As a recent college grad, tax return season is my favorite, because I get so. much. back. I am well aware that the further into the adult world I go, the less I will be getting back, but I am happy to live in my bubble of naivete for a little while longer. It is one of the best feelings, to get that extra cushion of cash sent directly to my bank account for me to spend as I please.
I knew going into this year that I would need to spend the majority of my refund paying down my credit card bill — the balance of which I had let reach dangerously high levels during my summer of unemployment, and the period of time between getting hired and getting my first paycheck. I’d hoped I would be able to put the rest into savings. It didn’t go…quite as planned. Here’s my breakdown, and whether each item was actually worth the expense.
Federal Return: $2,713
State Return: $576
Total Tax Refund: $3,289
1. Turbotax fees for premiere software and e-filing my state returns: $146
I’ve been more than happy to pay the fee for Turbotax deluxe in the past. This year, I had to level up for premiere, because something about filing my Health Savings Account made it necessary. I also had to pay to file two sets of state returns, because I live in Connecticut, but work in New York. It seemed easier to pay these fees than to deal with the hassle of finding another option. (Not really worth it; I likely will be using another e-file method next year.)
2. Paying down my credit card balance: $947
I’ve been doing a good job of paying off my balance in large chunks, but not such a great job in not putting more things on this card. It felt great to be able to pay off the total balance, even though I had some things pending, so my balance is back up a little already. (Definitely worth it, even though I never want to put myself in a credit card hole ever again.)
3. Putting a huge chunk into savings: $800
I wanted to put much more away, but such is life. My emergency fund now has a balance of $1000, and I feel wonderful about that. (Definitely worth it.)
4. Paying my friend back for one round of Broadway tickets, and then for a second round: $370 (out of my “don’t touch” state return)
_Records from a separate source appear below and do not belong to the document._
use chrono::{DateTime, NaiveDate, Utc};
use serde::{Deserialize, Serialize};
use strum_macros::{AsRefStr, Display, EnumString, IntoStaticStr};
use utoipa::ToSchema;

#[derive(
    Debug,
    Clone,
    Copy,
    PartialEq,
    Eq,
    Serialize,
    Deserialize,
    ToSchema,
    Display,
    EnumString,
    AsRefStr,
    IntoStaticStr,
)]
#[serde(rename_all = "SCREAMING_SNAKE_CASE")]
#[strum(serialize_all = "SCREAMING_SNAKE_CASE")]
pub enum VacationStatus {
    InProgress,
    Approved,
    Rejected,
}

impl TryFrom<String> for VacationStatus {
    type Error = strum::ParseError;

    fn try_from(value: String) -> Result<Self, Self::Error> {
        value.parse()
    }
}

/// A leave application. Rows are soft-deleted on cancellation.
#[derive(Debug, Clone, Serialize, Deserialize, sqlx::FromRow, ToSchema)]
pub struct Vacation {
    #[schema(example = 1)]
    pub id: u64,
    #[schema(example = 1000)]
    pub employee_id: u64,
    #[schema(example = 1001)]
    pub manager_id: u64,
    #[schema(example = 1002)]
    pub substitution_id: u64,
    #[schema(example = "2026-07-06", value_type = String, format = "date")]
    pub start_date: NaiveDate,
    #[schema(example = "2026-07-17", value_type = String, format = "date")]
    pub end_date: NaiveDate,
    #[sqlx(try_from = "String")]
    pub status: VacationStatus,
    /// Special leave does not consume vacation days.
    pub is_special: bool,
    pub deleted: bool,
    #[schema(example = "2026-01-01T00:00:00Z", format = "date-time", value_type = String)]
    pub created_at: Option<DateTime<Utc>>,
}

impl Vacation {
    pub fn overlaps(&self, from: NaiveDate, to: NaiveDate) -> bool {
        self.start_date <= to && self.end_date >= from
    }
}

#[cfg(test)]
mod tests {
    use super::*;

    #[test]
    fn status_uses_stored_spelling() {
        assert_eq!(VacationStatus::InProgress.as_ref(), "IN_PROGRESS");
        assert_eq!(
            VacationStatus::try_from("APPROVED".to_string()),
            Ok(VacationStatus::Approved)
        );
        assert!(VacationStatus::try_from("approved".to_string()).is_err());
        let stored: &'static str = VacationStatus::Rejected.into();
        assert_eq!(stored, "REJECTED");
    }

    #[test]
    fn overlap_includes_boundaries() {
        let day = |d| NaiveDate::from_ymd_opt(2026, 7, d).unwrap();
        let vacation = Vacation {
            id: 1,
            employee_id: 1000,
            manager_id: 1001,
            substitution_id: 1002,
            start_date: day(6),
            end_date: day(10),
            status: VacationStatus::InProgress,
            is_special: false,
            deleted: false,
            created_at: None,
        };
        assert!(vacation.overlaps(day(10), day(14)));
        assert!(vacation.overlaps(day(1), day(6)));
        assert!(!vacation.overlaps(day(11), day(14)));
    }
}
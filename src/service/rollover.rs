//! Year-end carry-over of remaining vacation days.

use crate::model::employee::Employee;
use crate::service::vacation::{LeaveBalance, VacationRules};
use crate::utils::db_utils::{
    EMPLOYEE_COLUMNS, fetch_vacations, update_previous_year_leave,
};
use chrono::{Datelike, NaiveDate, Utc};
use sqlx::MySqlPool;
use std::time::Duration;
use tracing::{error, info};

const CHECK_INTERVAL: Duration = Duration::from_secs(3600);

/// What the hourly job has to do, given the last year already carried over.
#[derive(Debug, Clone, Copy, PartialEq, Eq)]
pub enum RolloverStep {
    /// Nothing recorded yet: mark last year as done without touching any balance.
    RecordBaseline(i32),
    CarryOver(i32),
    Idle,
}

pub fn next_step(today: NaiveDate, last_rolled_over: Option<i32>) -> RolloverStep {
    let year = today.year() - 1;
    match last_rolled_over {
        None => RolloverStep::RecordBaseline(year),
        Some(done) if done < year => RolloverStep::CarryOver(year),
        Some(_) => RolloverStep::Idle,
    }
}

/// Carries over the remaining days of `year` for every active employee with an allotment.
/// Runs in one transaction together with the marker row, so a year is never rolled over
/// twice.
pub async fn run_rollover(
    pool: &MySqlPool,
    rules: &VacationRules,
    year: i32,
    today: NaiveDate,
) -> Result<usize, sqlx::Error> {
    let mut tx = pool.begin().await?;

    let inserted = sqlx::query("INSERT IGNORE INTO vacation_rollovers (year) VALUES (?)")
        .bind(year)
        .execute(&mut *tx)
        .await?;
    if inserted.rows_affected() == 0 {
        tx.rollback().await?;
        return Ok(0);
    }

    let employees = sqlx::query_as::<_, Employee>(&format!(
        "SELECT {EMPLOYEE_COLUMNS} FROM employees \
         WHERE status = 'active' AND annual_leave_days IS NOT NULL"
    ))
    .fetch_all(&mut *tx)
    .await?;

    for employee in &employees {
        let vacations = fetch_vacations(&mut *tx, employee.id).await?;
        let next = rules.rollover(&LeaveBalance::from(employee), &vacations, year, today);
        update_previous_year_leave(
            &mut *tx,
            employee.id,
            next.previous_year_leave,
            next.previous_year_leave_used,
        )
        .await?;
    }

    tx.commit().await?;
    Ok(employees.len())
}

async fn last_rolled_over(pool: &MySqlPool) -> Result<Option<i32>, sqlx::Error> {
    sqlx::query_scalar::<_, Option<i32>>("SELECT MAX(year) FROM vacation_rollovers")
        .fetch_one(pool)
        .await
}

async fn record_baseline(pool: &MySqlPool, year: i32) -> Result<(), sqlx::Error> {
    sqlx::query("INSERT IGNORE INTO vacation_rollovers (year) VALUES (?)")
        .bind(year)
        .execute(pool)
        .await?;
    Ok(())
}

/// Hourly check that performs the rollover once the year has changed.
pub async fn rollover_job(pool: MySqlPool, rules: VacationRules) {
    let mut interval = actix_web::rt::time::interval(CHECK_INTERVAL);
    loop {
        interval.tick().await;
        info!("Hourly vacation job started");

        let today = Utc::now().date_naive();
        let last = match last_rolled_over(&pool).await {
            Ok(last) => last,
            Err(e) => {
                error!(error = %e, "Failed to read vacation rollover state");
                continue;
            }
        };

        match next_step(today, last) {
            RolloverStep::RecordBaseline(year) => match record_baseline(&pool, year).await {
                Ok(()) => info!(year, "Vacation rollover baseline recorded"),
                Err(e) => error!(error = %e, "Failed to record vacation rollover baseline"),
            },
            RolloverStep::CarryOver(year) => match run_rollover(&pool, &rules, year, today).await {
                Ok(count) => info!(year, employees = count, "Vacation days carried over"),
                Err(e) => error!(error = %e, year, "Vacation rollover failed"),
            },
            RolloverStep::Idle => {}
        }
        info!("Hourly vacation job finished");
    }
}
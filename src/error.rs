use crate::service::ffp::FfpError;
use crate::service::salary_import::SalaryImportError;
use crate::service::vacation::{VacationAccessError, VacationError};
use actix_web::http::StatusCode;
use actix_web::{HttpResponse, ResponseError};
use serde_json::json;
use thiserror::Error;

/// Error type returned by every handler.
#[derive(Debug, Error)]
pub enum AppError {
    #[error("{0}")]
    BadRequest(String),
    #[error("{0}")]
    Unauthorized(String),
    #[error("{0}")]
    Forbidden(String),
    #[error("{0}")]
    NotFound(String),
    #[error("{0}")]
    Conflict(String),
    #[error(transparent)]
    Vacation(#[from] VacationError),
    #[error(transparent)]
    VacationAccess(#[from] VacationAccessError),
    #[error(transparent)]
    SalaryImport(#[from] SalaryImportError),
    #[error(transparent)]
    Ffp(#[from] FfpError),
    #[error("database error")]
    Database(#[from] sqlx::Error),
    #[error("{0}")]
    Internal(String),
}

impl AppError {
    pub fn not_found(what: &str) -> Self {
        Self::NotFound(format!("{what} not found"))
    }
}

impl ResponseError for AppError {
    fn status_code(&self) -> StatusCode {
        match self {
            AppError::BadRequest(_)
            | AppError::Vacation(_)
            | AppError::SalaryImport(_)
            | AppError::Ffp(_) => StatusCode::BAD_REQUEST,
            AppError::Unauthorized(_) => StatusCode::UNAUTHORIZED,
            AppError::Forbidden(_) | AppError::VacationAccess(_) => StatusCode::FORBIDDEN,
            AppError::NotFound(_) => StatusCode::NOT_FOUND,
            AppError::Conflict(_) => StatusCode::CONFLICT,
            AppError::Database(_) | AppError::Internal(_) => StatusCode::INTERNAL_SERVER_ERROR,
        }
    }

    fn error_response(&self) -> HttpResponse {
        let message = match self {
            AppError::Database(e) => {
                tracing::error!(error = %e, "Database error");
                "Internal Server Error".to_string()
            }
            AppError::Internal(e) => {
                tracing::error!(error = %e, "Internal error");
                "Internal Server Error".to_string()
            }
            other => other.to_string(),
        };
        HttpResponse::build(self.status_code()).json(json!({ "message": message }))
    }
}
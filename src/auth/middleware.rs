use crate::auth::auth::AuthUser;
use crate::config::Config;
use actix_web::middleware::Next;
use actix_web::{
    Error, HttpMessage, HttpResponse,
    body::BoxBody,
    dev::{ServiceRequest, ServiceResponse},
    web::Data,
};
use serde_json::json;
use tracing::debug;

/// Resolves the bearer token once per request and stores the caller for the handlers.
pub async fn auth_middleware(
    req: ServiceRequest,
    next: Next<BoxBody>,
) -> Result<ServiceResponse<BoxBody>, Error> {
    let config = req
        .app_data::<Data<Config>>()
        .ok_or_else(|| actix_web::error::ErrorInternalServerError("App config missing"))?;

    let header_value = match req.headers().get("Authorization") {
        Some(h) => h.to_str().map_err(|_| {
            actix_web::error::ErrorUnauthorized(
                json!({"message": "Invalid Authorization header encoding"}),
            )
        })?,
        None => {
            let resp = HttpResponse::Unauthorized()
                .json(json!({"message": "Missing Authorization header"}));
            return Ok(req.into_response(resp.map_into_boxed_body()));
        }
    };

    let token = match header_value.strip_prefix("Bearer ") {
        Some(t) => t,
        None => {
            let resp = HttpResponse::Unauthorized()
                .json(json!({"message": "Authorization header must start with Bearer"}));
            return Ok(req.into_response(resp.map_into_boxed_body()));
        }
    };

    let auth_user = match AuthUser::from_token(token, &config.jwt_secret) {
        Ok(user) => user,
        Err(e) => {
            let resp = HttpResponse::Unauthorized().json(json!({"message": e.to_string()}));
            return Ok(req.into_response(resp.map_into_boxed_body()));
        }
    };

    debug!(user_id = auth_user.user_id, role = ?auth_user.role, "Request authenticated");
    req.extensions_mut().insert(auth_user);

    next.call(req).await
}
I knew I owed this friend $180 for tickets to see Jessie Mueller’s last performance of Waitress. Aaaaand then Sara Bareilles announced she would be performing the lead right after that. So my friend and I immediately bought tickets to her opening night, and my debt to her doubled. (Probably/mostly worth it.)
5. Subscription to Weight Watchers: $100
I’ve been struggling to lose the *gulp* 30 pounds I’ve gained over the last three and a half years, and I finally realized I needed a good kick in the butt to do so. Luckily for me, I held out on signing up at the start of the year and now they’re running a promotion where your initial fee of $40 is waived and if I lose 10 lbs. in the first 3 months, I get $100 in subscription or cash card. It’ll pay for itself, hopefully. (Worth it.)
6. Treat yo’self spree: ~$240
As I mentioned, I haven’t been the greatest at not spending money once I pay down my credit card, but most of those charges are relatively necessary (or so I tell myself as I pay $20 to buy the lumbar support, cushion that was on the Amazon deals list a few weeks back). I haven’t given myself a true treat in a while, because I’ve been so obsessively watching my money. So I bought a new pair of ankle boots on Amazon and some new, cute yoga clothes at Athleta (and, go me, everything I bought except my new yoga leggings were discounted by some amount). (Worth it.)
Total Spend: $2,593
Remaining: $686, which will be used as my checking account buffer for now, but $200 of which I will be pulling out in cash to spend on a trip in two weeks so I stop charging to my credit card
I had hoped to put more of this year’s return to savings, but shit (or Broadway tickets) happens. I did learn something from tracking this return, and that’s to pay attention to whether your spends are worth it. I know now I probably won’t use Turbotax again, but also that using one-third of my money was worth seeing my credit card balance get to zero, even if I never want to have to do that again. I also think that by doing one big treat yo’self, I’ll hopefully stop excusing little expenses that often rack up to way more than just one big splurge. I might have to adopt this method of writing down everything I spend money on (at least temporarily) to help me truly pay attention to what I’m doing with my expenses.